"My guess is that these [Zimmermans] are probably from the same town in Switzerland, probably emigrated together, and would be found together in Switzerland at some point ... How would I go about making the connection from the Zimmermans in this town in Ohio."
- Zimmerman is a reasonably common name in Switzerland/keep careful records.
In 1998, one dschmutz at es dot com provided some present day statistics. "Zimmerman" was twice as common as say "Arnold" but half as common as say "Schmid." All were less common than Müller (it led the pack); at a distance in second place was Meier.
According to Wikipedia, Zimmerman is derived from Zimmermann, a German last name meaning "carpenter." (Which might explain why it is so common.)

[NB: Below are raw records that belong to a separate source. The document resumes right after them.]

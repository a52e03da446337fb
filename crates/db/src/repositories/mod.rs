//! Repository layer.
//!
//! Repositories own a pool handle and implement the storage traits from
//! `notes_core`. Each store round-trip is bounded by a timeout.

pub mod note_repo;

pub use note_repo::PgNoteRepository;
use std::error::Error as StdError;

#[derive(Debug, thiserror::Error)]
pub enum CoreError {
    /// No entity matched the given key.
    #[error("{entity} with {key} '{value}' does not exist")]
    NotFound {
        entity: &'static str,
        key: &'static str,
        value: String,
    },

    /// A mandatory field was absent when assembling an entity.
    #[error("'{0}' is non-nullable")]
    MissingField(&'static str),

    #[error("Validation failed: {0}")]
    Validation(String),

    /// The backing store failed (connectivity, timeout, driver error).
    #[error("Store error: {0}")]
    Store(#[source] Box<dyn StdError + Send + Sync>),

    #[error("Internal error: {0}")]
    Internal(String),
}

impl CoreError {
    /// Shorthand for a `NotFound` error on a `Note`.
    pub fn note_not_found(key: &'static str, value: impl ToString) -> Self {
        Self::NotFound {
            entity: "Note",
            key,
            value: value.to_string(),
        }
    }

    /// Wrap any store-level error. Usable directly in `map_err`.
    pub fn store<E>(err: E) -> Self
    where
        E: StdError + Send + Sync + 'static,
    {
        Self::Store(Box::new(err))
    }

    pub fn is_not_found(&self) -> bool {
        matches!(self, Self::NotFound { .. })
    }
}
//! Notes API server library.
//!
//! Exposes config, state, error handling and routes so integration tests and
//! the binary entrypoint build the exact same application.

pub mod config;
pub mod error;
pub mod handlers;
pub mod router;
pub mod routes;
pub mod state;
//! Note row model and count normalization.

use notes_core::error::CoreError;
use notes_core::note::Note;
use notes_core::types::{DbId, Timestamp};
use sqlx::postgres::PgRow;
use sqlx::{FromRow, Row};

/// A row from the `notes` table, before validation.
#[derive(Debug, Clone, Default, FromRow)]
pub struct NoteRow {
    pub id: Option<DbId>,
    pub title: Option<String>,
    pub body: Option<String>,
    pub time_stamp: Option<Timestamp>,
}

impl NoteRow {
    /// Assemble a [`Note`], failing on the first missing column.
    pub fn into_note(self) -> Result<Note, CoreError> {
        let mut builder = Note::builder();
        if let Some(id) = self.id {
            builder = builder.id(id);
        }
        if let Some(title) = self.title {
            builder = builder.title(title);
        }
        if let Some(body) = self.body {
            builder = builder.body(body);
        }
        if let Some(time_stamp) = self.time_stamp {
            builder = builder.time_stamp(time_stamp);
        }
        builder.build()
    }
}

/// A `count(...)` column as the driver handed it back.
///
/// Postgres returns `BIGINT` for `count`, but casts, views and some poolers
/// surface it as text. Both shapes collapse to one `i64` via [`normalize`].
///
/// [`normalize`]: RawCount::normalize
#[derive(Debug, Clone, PartialEq, Eq)]
pub enum RawCount {
    Integer(i64),
    Text(String),
}

impl RawCount {
    /// Read `column` from `row`, accepting either an integer or text value.
    pub fn from_row(row: &PgRow, column: &str) -> Result<Self, sqlx::Error> {
        match row.try_get::<i64, _>(column) {
            Ok(n) => Ok(Self::Integer(n)),
            Err(sqlx::Error::ColumnDecode { .. }) => {
                row.try_get::<String, _>(column).map(Self::Text)
            }
            Err(e) => Err(e),
        }
    }

    pub fn normalize(self) -> Result<i64, CoreError> {
        match self {
            Self::Integer(n) => Ok(n),
            Self::Text(s) => s.trim().parse::<i64>().map_err(|_| {
                CoreError::Internal(format!("count column held non-numeric value '{s}'"))
            }),
        }
    }
}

- Ohio towns and counties can be confusing/keep careful records.
There is a town, Tuscarawas, in Stark County, Ohio. I checked the 1850 U.S. census indexing at Ancestry.com. There were not any Zimmermans indexed in that census at the town, Tuscarawas, Stark County, Ohio.
There is also a Tuscarawas County in Ohio. There were 90 Zimmermans indexed at Tuscarawas County in that 1850 census. Of these indexed Zimmermans, 47 were born at Ohio (1809-1840); seven (7) at Pennsylvania (1809-1929); nine (9), at Germany (1813-1830). Twenty-seven (27) Zimmermans in the index (Tuscarawas County, Ohio) were reported born at Switzerland (1791-1840).
In 1850, those 27 Zimmermans (indexed at Tuscarawas County and born Switzerland) lived at different towns, several follow: (a) Auburn, Tuscarawas County, Ohio = 19 souls born Switzerland (1791-1840); (b) Bucks, Tuscarawas County, Ohio = 7 souls born Switzerland (1795-1840); (c) York, Tuscarawas County, Ohio = 1 soul born Switzerland (1830)
- Eat an elephant one bite at a time.
In many respects, you are asking the question, "How do I learn my [insert surname] family history?" It would probably be easier to count those not interested than to tally genealogists working day in and day out to identify immigrant ancestors, trace them to an earlier homeland and connect them to families here and abroad. Again, many/most of us find families with similar surnames living in close proximity to theirs and hypothesize about possible relationships.
I make better progress when I set out to solve specific genealogically relevant questions; develop a plan, working from the known to the unknown.
Genealogically relevant questions are specific: Who was the father of XXX died XXX, married XXX at XXXX on XXXX? [See Tom Jones, Inferential Genealogy.]
For each genealogical question, you'll want to develop a plan. The plan will depend on the work you have already done, what you have already documented. [See Kimberly Powell's "Think like a detective - Developing a Genealogical Research Plan."]
A good plan makes use of tried and true research methodologies, like the Genealogical Proof Standard, taking full advantage of technology.
A good plan will allow you to systematically locate and learn from a variety of different records. This means you want to learn about availability and accessibility of published histories (local and family) and different record groups, especially local records. (See the Genealogy.se question, "Help tracing ancestor back to [G]ermany?)
A good plan will make sure you interview family members and help you identify skilled researchers with an interested in these families. This work provides clues and possibly even a road map for your plan. In some cases, you may develop the opportunity to collaborate. In your case, consider corresponding with individuals listed below.
Professional genealogist, Fredric Z[immerman] "Rick" Saunders, Salt Lake City, who has traced some Zimmerman families from Tuscarawas Co., OH to Switzerland. His WorldConnect file is "Ancestry." See his professional page at GenealogyPro.com, "Fredric Z. Saunders." See also, "Fredric Zimmerman Saunders."
Kathlena, whose pages, "Tuscarawas County Ohio Family Roots" are part of WorldConnect. The file contains some information on one or more Zimmerman immigrants to Tuscarawas County, Ohio.
P.S. JustinY has provided you a general outline. In my experience, 19th century vital records and census at Ohio are must haves, but they do not provide much identifying information. Naturalization records of the day are again must haves, but often provide very little information. In my Ohio work, the more valuable resources are the extant probate, other court, land/deed, cemetery and baptismal records. The published area histories, especially for town and church development are also important. I have found local areas often have some set of unique and amazing collections--you learn about these by communicating with local societies and libraries.